Peter_Constable@... wrote:
>
> On 11/12/2001 06:09:33 AM "Peter T. Daniels" wrote:
>
> >But there _isn't_ any limit on the range of varieties or what they can
> >potentially be like, because they are the products of human imagination
>
> That argument applies as equally to a synchronic classification of scripts
> based on their properties as it does to your typology based on history,

It doesn't, but never mind.

> and fortunately for both of us it applies not at all: it is no more an
> argument against the merits of either approach to typing / classifying
> than it is an argument against the Republican tax cut.

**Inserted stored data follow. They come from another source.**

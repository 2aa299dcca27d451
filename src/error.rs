//! Error types for the harmony_match library

use thiserror::Error;

/// Result type alias for harmony_match operations
pub type Result<T> = std::result::Result<T, MatchError>;

/// Error types for matching and configuration operations
///
/// Malformed color codes are deliberately absent: a color that cannot be
/// parsed is skipped by the engine and never aborts a run.
#[derive(Error, Debug)]
pub enum MatchError {
    /// Source image dimensions cannot produce a finite scale factor
    #[error("Invalid source image dimensions: {width}x{height}")]
    InvalidDimensions { width: f64, height: f64 },

    /// Preview area is too small to hold a marker inside its margins
    #[error("Invalid preview size: {width}x{height} (minimum {minimum} per axis)")]
    InvalidPreviewSize {
        width: f64,
        height: f64,
        minimum: f64,
    },

    /// Invalid input parameters
    #[error("Invalid parameter: {parameter} = {value}")]
    InvalidParameter { parameter: String, value: String },

    /// JSON decoding or encoding failed
    #[error("JSON error: {message}")]
    Json {
        message: String,
        #[source]
        source: serde_json::Error,
    },

    /// Reading or writing a file failed
    #[error("I/O error: {message}")]
    Io {
        message: String,
        #[source]
        source: std::io::Error,
    },
}

impl MatchError {
    /// Create a JSON error with context
    pub fn json(message: impl Into<String>, source: serde_json::Error) -> Self {
        Self::Json {
            message: message.into(),
            source,
        }
    }

    /// Create an I/O error with context
    pub fn io(message: impl Into<String>, source: std::io::Error) -> Self {
        Self::Io {
            message: message.into(),
            source,
        }
    }

    /// Create an invalid parameter error
    pub fn invalid_parameter(parameter: impl Into<String>, value: impl ToString) -> Self {
        Self::InvalidParameter {
            parameter: parameter.into(),
            value: value.to_string(),
        }
    }

    /// Check if this error was caused by caller-supplied configuration
    /// rather than by reading external data
    pub fn is_configuration_error(&self) -> bool {
        matches!(
            self,
            MatchError::InvalidDimensions { .. }
                | MatchError::InvalidPreviewSize { .. }
                | MatchError::InvalidParameter { .. }
        )
    }
}
//! Configuration for the matching pipeline.
//!
//! All tunable parameters of the match engine and the analysis scheduler
//! live in [`MatcherConfig`]. The defaults reproduce the documented
//! behavior; a JSON file may override any subset of them.
//!
//! ```no_run
//! use harmony_match::MatcherConfig;
//! use std::path::Path;
//!
//! // Load from file
//! let config = MatcherConfig::from_json_file(Path::new("matcher.json"))?;
//!
//! // Or use defaults
//! let config = MatcherConfig::default();
//! # Ok::<(), harmony_match::MatchError>(())
//! ```

use std::path::Path;
use std::time::Duration;

use serde::{Deserialize, Serialize};

use crate::constants::{placement, scheduling, scoring};
use crate::error::{MatchError, Result};
use crate::layout::FallbackGrid;
use crate::matching::Sensitivity;

/// Complete matcher configuration.
///
/// Fields missing from a JSON file take their default value.
#[derive(Debug, Clone, PartialEq, Serialize, Deserialize)]
#[serde(default)]
pub struct MatcherConfig {
    /// Distance threshold level used when the caller does not pick one
    pub sensitivity: Sensitivity,

    /// Marker positions used per matching target color
    pub max_positions_per_color: usize,

    /// Number of matches kept after ranking
    pub max_matches: usize,

    /// Markers closer than this (preview units) are collapsed
    pub dedup_distance: f64,

    /// Distance kept between markers and the preview edges
    pub marker_margin: f64,

    /// A pair must score strictly above this to produce matches; may be
    /// raised above 70 but never lowered
    pub min_confidence: f64,

    /// HSL saturation (percent) below which a color counts as neutral
    pub neutral_saturation: f64,

    /// Quiet period before a scheduled analysis fires, in milliseconds
    pub debounce_ms: u64,

    /// Grid used when a target color arrives without positions
    pub fallback_grid: FallbackGrid,
}

impl Default for MatcherConfig {
    fn default() -> Self {
        Self {
            sensitivity: Sensitivity::Medium,
            max_positions_per_color: placement::MAX_POSITIONS_PER_COLOR,
            max_matches: placement::MAX_MATCHES,
            dedup_distance: placement::DEDUP_DISTANCE,
            marker_margin: placement::MARKER_MARGIN,
            min_confidence: scoring::MIN_CONFIDENCE,
            neutral_saturation: scoring::NEUTRAL_SATURATION,
            debounce_ms: scheduling::DEBOUNCE_DELAY.as_millis() as u64,
            fallback_grid: FallbackGrid::default(),
        }
    }
}

impl MatcherConfig {
    /// Debounce delay as a [`Duration`]
    pub fn debounce_delay(&self) -> Duration {
        Duration::from_millis(self.debounce_ms)
    }

    /// Check that every parameter is usable
    pub fn validate(&self) -> Result<()> {
        if self.max_matches == 0 {
            return Err(MatchError::invalid_parameter("max_matches", self.max_matches));
        }
        if self.max_positions_per_color == 0 {
            return Err(MatchError::invalid_parameter(
                "max_positions_per_color",
                self.max_positions_per_color,
            ));
        }
        if !self.dedup_distance.is_finite() || self.dedup_distance < 0.0 {
            return Err(MatchError::invalid_parameter("dedup_distance", self.dedup_distance));
        }
        if !self.marker_margin.is_finite() || self.marker_margin < 0.0 {
            return Err(MatchError::invalid_parameter("marker_margin", self.marker_margin));
        }
        if !(scoring::MIN_CONFIDENCE..100.0).contains(&self.min_confidence) {
            return Err(MatchError::invalid_parameter("min_confidence", self.min_confidence));
        }
        if !(0.0..=100.0).contains(&self.neutral_saturation) {
            return Err(MatchError::invalid_parameter(
                "neutral_saturation",
                self.neutral_saturation,
            ));
        }
        if self.fallback_grid.rows == 0 || self.fallback_grid.columns == 0 {
            return Err(MatchError::invalid_parameter(
                "fallback_grid",
                format!("{}x{}", self.fallback_grid.rows, self.fallback_grid.columns),
            ));
        }
        Ok(())
    }

    /// Load configuration from JSON file
    pub fn from_json_file(path: &Path) -> Result<Self> {
        let content = std::fs::read_to_string(path)
            .map_err(|e| MatchError::io(format!("Failed to read {}", path.display()), e))?;
        let config: Self = serde_json::from_str(&content)
            .map_err(|e| MatchError::json(format!("Invalid config {}", path.display()), e))?;
        config.validate()?;
        Ok(config)
    }

    /// Save configuration to JSON file
    pub fn to_json_file(&self, path: &Path) -> Result<()> {
        let json = serde_json::to_string_pretty(self)
            .map_err(|e| MatchError::json("Failed to encode config", e))?;
        std::fs::write(path, json)
            .map_err(|e| MatchError::io(format!("Failed to write {}", path.display()), e))?;
        Ok(())
    }
}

If the full range
> of varieties, limited or unlimited, can all be characterised in terms of a
> fixed set of types defined on a certain basis against which each is found
> to be a good or not-so-good representative, there is yet *a dimension* of
> variation that is limited in it's extent, even if the objects may fall at
> an infinite number of points along that dimension or may be unbounded with
> respect to some other dimension.

That's a big If.

> More to the point, though, I have suggested reasons why someone might be
> interested in a comparisonof scripts based on synchronic properties, and
> you have not shown all of those reasons to be invalid. I hope you will
> concede, then, that there's nothing wrong with others wanting to pursue
> that endeavour even if it holds no interest for you.

Then why do you keep nagging _me_ about it?